She smiled apologetically. “No, I misspoke. He is oversudden, is all. There is nowt wrong with Lars that he won’t soon grow out of.”
“If he grows much more you’ll need a bigger house. Now tell me the story.”
“Yesternight our father went to a meeting. When he failed to return by sunset, we began to worry. I sent Lars off to bed and waited up. The watch brought him—Father, I mean—home after midnight.”
“In his present condition?”
“Worse, for he was reeking of wine. His clothes were soaked with it. If he had not been who he is—if one man in the watch had not recognized him and they had taken him for a common drunk—they would have locked him up in the stocks until morning.” She slid a platter across to me and began to load it with ham, onions, bread, and cheese.
I reached eagerly for the knife on my belt. “Why?” I asked. “What reason would the constable’s sage have to lay a curse on your father and tip wine over him? Is he a practical joker?”

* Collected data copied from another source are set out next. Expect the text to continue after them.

use async_trait::async_trait;
use chrono::{DateTime, Utc};
use datepoll_core::models::{Schedule, ScheduleStatus, Vote};
use datepoll_core::store::ScheduleStore;
use eyre::{Result, WrapErr};
use tracing::{debug, warn};
use uuid::Uuid;

use crate::models::{
    assemble_schedule, parse_id, snowflake_to_db, CandidateDateRow, ScheduleRow, VoteRow,
};
use crate::Database;

/// SQLite-backed [`ScheduleStore`].
#[derive(Debug, Clone)]
pub struct ScheduleRepository {
    db: Database,
}

impl ScheduleRepository {
    pub fn new(db: Database) -> Self {
        Self { db }
    }

    pub fn database(&self) -> &Database {
        &self.db
    }
}

#[async_trait]
impl ScheduleStore for ScheduleRepository {
    async fn create_schedule(&self, schedule: &Schedule) -> Result<Uuid> {
        debug!(
            "Creating schedule: id={}, title={}, dates={}",
            schedule.id,
            schedule.title,
            schedule.dates.len()
        );

        let id = schedule.id.to_string();
        let mut tx = self.db.begin().await?;

        sqlx::query(
            r#"
            INSERT INTO schedules (
                id, title, description, creator_id, channel_id,
                status, created_at, confirmed_date, reminder_sent
            ) VALUES (?, ?, ?, ?, ?, ?, ?, ?, ?)
            "#,
        )
        .bind(&id)
        .bind(&schedule.title)
        .bind(schedule.description.as_deref())
        .bind(snowflake_to_db(schedule.creator_id))
        .bind(snowflake_to_db(schedule.channel_id))
        .bind(schedule.status.as_str())
        .bind(schedule.created_at)
        .bind(schedule.confirmed_date)
        .bind(schedule.reminder_sent)
        .execute(&mut *tx)
        .await
        .wrap_err("Failed to insert schedule")?;

        for candidate in &schedule.dates {
            sqlx::query("INSERT INTO schedule_dates (schedule_id, date) VALUES (?, ?)")
                .bind(&id)
                .bind(candidate.date)
                .execute(&mut *tx)
                .await
                .wrap_err("Failed to insert candidate date")?;
        }

        tx.commit().await.wrap_err("Failed to commit schedule")?;

        debug!("Schedule created successfully: id={}", schedule.id);
        Ok(schedule.id)
    }

    async fn get_schedule(&self, id: Uuid) -> Result<Option<Schedule>> {
        let key = id.to_string();
        // One checked-out connection for all three reads, so no write lands
        // between them.
        let mut conn = self.db.pool().acquire().await?;

        let header = sqlx::query_as::<_, ScheduleRow>(
            r#"
            SELECT id, title, description, creator_id, channel_id,
                   status, created_at, confirmed_date, reminder_sent
            FROM schedules
            WHERE id = ?
            "#,
        )
        .bind(&key)
        .fetch_optional(&mut *conn)
        .await?;

        let Some(header) = header else {
            debug!("Schedule not found: id={}", id);
            return Ok(None);
        };

        let dates = sqlx::query_as::<_, CandidateDateRow>(
            r#"
            SELECT id, schedule_id, date
            FROM schedule_dates
            WHERE schedule_id = ?
            ORDER BY date ASC
            "#,
        )
        .bind(&key)
        .fetch_all(&mut *conn)
        .await?;

        let votes = sqlx::query_as::<_, VoteRow>(
            r#"
            SELECT id, schedule_id, user_id, date, vote_status, created_at
            FROM votes
            WHERE schedule_id = ?
            "#,
        )
        .bind(&key)
        .fetch_all(&mut *conn)
        .await?;

        assemble_schedule(header, dates, votes).map(Some)
    }

    async fn update_vote(&self, vote: &Vote) -> Result<bool> {
        let id = vote.schedule_id.to_string();

        // Only written while the schedule is active.
        let result = sqlx::query(
            r#"
            INSERT INTO votes (schedule_id, user_id, date, vote_status, created_at)
            SELECT ?, ?, ?, ?, ?
            WHERE EXISTS (SELECT 1 FROM schedules WHERE id = ? AND status = ?)
            ON CONFLICT (schedule_id, user_id, date)
            DO UPDATE SET vote_status = excluded.vote_status, created_at = excluded.created_at
            "#,
        )
        .bind(&id)
        .bind(snowflake_to_db(vote.user_id))
        .bind(vote.date)
        .bind(vote.vote_status.as_str())
        .bind(vote.created_at)
        .bind(&id)
        .bind(ScheduleStatus::Active.as_str())
        .execute(self.db.pool())
        .await
        .wrap_err("Failed to upsert vote")?;

        Ok(result.rows_affected() == 1)
    }

    async fn confirm_schedule(&self, id: Uuid, confirmed_date: DateTime<Utc>) -> Result<bool> {
        let mut tx = self.db.begin().await?;

        let result = sqlx::query(
            r#"
            UPDATE schedules
            SET status = ?, confirmed_date = ?
            WHERE id = ? AND status = ?
            "#,
        )
        .bind(ScheduleStatus::Confirmed.as_str())
        .bind(confirmed_date)
        .bind(id.to_string())
        .bind(ScheduleStatus::Active.as_str())
        .execute(&mut *tx)
        .await
        .wrap_err("Failed to confirm schedule")?;

        tx.commit().await?;
        Ok(result.rows_affected() == 1)
    }

    async fn cancel_schedule(&self, id: Uuid) -> Result<bool> {
        let mut tx = self.db.begin().await?;

        let result = sqlx::query("UPDATE schedules SET status = ? WHERE id = ? AND status = ?")
            .bind(ScheduleStatus::Cancelled.as_str())
            .bind(id.to_string())
            .bind(ScheduleStatus::Active.as_str())
            .execute(&mut *tx)
            .await
            .wrap_err("Failed to cancel schedule")?;

        tx.commit().await?;
        Ok(result.rows_affected() == 1)
    }

    async fn get_active_schedules(&self) -> Result<Vec<Schedule>> {
        let ids = sqlx::query_scalar::<_, String>(
            "SELECT id FROM schedules WHERE status = ? ORDER BY created_at ASC",
        )
        .bind(ScheduleStatus::Active.as_str())
        .fetch_all(self.db.pool())
        .await?;

        let mut schedules = Vec::with_capacity(ids.len());
        for raw in ids {
            let id = parse_id(&raw)?;
            match self.get_schedule(id).await? {
                Some(schedule) => schedules.push(schedule),
                None => warn!("Active schedule vanished while listing: id={}", id),
            }
        }

        Ok(schedules)
    }

    async fn update_reminder_sent(&self, id: Uuid, sent: bool) -> Result<bool> {
        let mut tx = self.db.begin().await?;

        let result = sqlx::query("UPDATE schedules SET reminder_sent = ? WHERE id = ?")
            .bind(sent)
            .bind(id.to_string())
            .execute(&mut *tx)
            .await
            .wrap_err("Failed to update reminder flag")?;

        tx.commit().await?;
        Ok(result.rows_affected() == 1)
    }
}
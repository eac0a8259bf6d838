pub mod schedule;
pub mod tally;
pub mod vote;

pub use schedule::{CandidateDate, DateTally, NewSchedule, Schedule, ScheduleStatus, ScheduleSummary};
pub use tally::{count_votes, VoteTally};
pub use vote::{Vote, VoteStatus};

“Far from it, Your Wisdom.” Lovise refilled my beaker, ignoring my protests that I must keep my head clear. “Listen, sir, er, Durwin. For years there were three healers in Lincoln town: Nerian, Peter, and Harald. Plus the castle sage, of course, to look after the health of the garrison. This past spring, when Sir Alured took over as sheriff, he brought his own sage with him, Quentin of Lepuix. Bjarni, the house sage, had served the de la Haye family since before the Battle of Lincoln, more than twenty years ago, but Sir Alured told Lord Richard to dismiss him. Bjarni and his wife moved into the town and he set up shop as a public healer, a fourth. The other three made him welcome, for they had all the work they needed and he was well known and respected in the town. But Bjarni died a couple of weeks later, may he rest in peace.”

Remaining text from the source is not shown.